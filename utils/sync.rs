//! Synchronization primitives
//!
//! Reusable spinning barrier used to hold secondary harts until the boot
//! hart has finished the global interrupt controller bring-up.

use core::sync::atomic::{AtomicUsize, Ordering};

/// Generation-counting barrier for a fixed number of harts
#[derive(Debug)]
pub struct SyncBarrier {
    /// Number of participants
    participants: usize,
    /// Harts arrived in the current round
    arrived: AtomicUsize,
    /// Completed rounds
    generation: AtomicUsize,
}

impl SyncBarrier {
    /// Create a barrier for `participants` harts
    pub const fn new(participants: usize) -> Self {
        Self {
            participants,
            arrived: AtomicUsize::new(0),
            generation: AtomicUsize::new(0),
        }
    }

    /// Block until every participant has called `wait` for this round
    pub fn wait(&self) {
        let generation = self.generation.load(Ordering::Acquire);
        let arrived = self.arrived.fetch_add(1, Ordering::AcqRel) + 1;

        if arrived >= self.participants {
            self.arrived.store(0, Ordering::Relaxed);
            self.generation.fetch_add(1, Ordering::Release);
            return;
        }

        while self.generation.load(Ordering::Acquire) == generation {
            core::hint::spin_loop();
        }
    }
}

#[cfg(test)]
mod tests {
    use super::*;
    use std::sync::atomic::AtomicBool;
    use std::sync::Arc;

    #[test]
    fn test_single_participant_does_not_block() {
        let barrier = SyncBarrier::new(1);
        barrier.wait();
        barrier.wait();
    }

    #[test]
    fn test_barrier_releases_all() {
        let barrier = Arc::new(SyncBarrier::new(4));
        let done = Arc::new(AtomicBool::new(false));

        let workers: Vec<_> = (0..3)
            .map(|_| {
                let barrier = barrier.clone();
                let done = done.clone();
                std::thread::spawn(move || {
                    barrier.wait();
                    assert!(done.load(Ordering::SeqCst));
                })
            })
            .collect();

        done.store(true, Ordering::SeqCst);
        barrier.wait();

        for worker in workers {
            worker.join().unwrap();
        }
    }
}
//! RISC-V CPU support

pub mod csr;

--*--

**Exercise directions**
In the listing above, find the line with "pub const fn" and the line with "for this round", then reproduce both and every line between them exactly.

**Task output**
    pub const fn new(participants: usize) -> Self {
        Self {
            participants,
            arrived: AtomicUsize::new(0),
            generation: AtomicUsize::new(0),
        }
    }

    /// Block until every participant has called `wait` for this round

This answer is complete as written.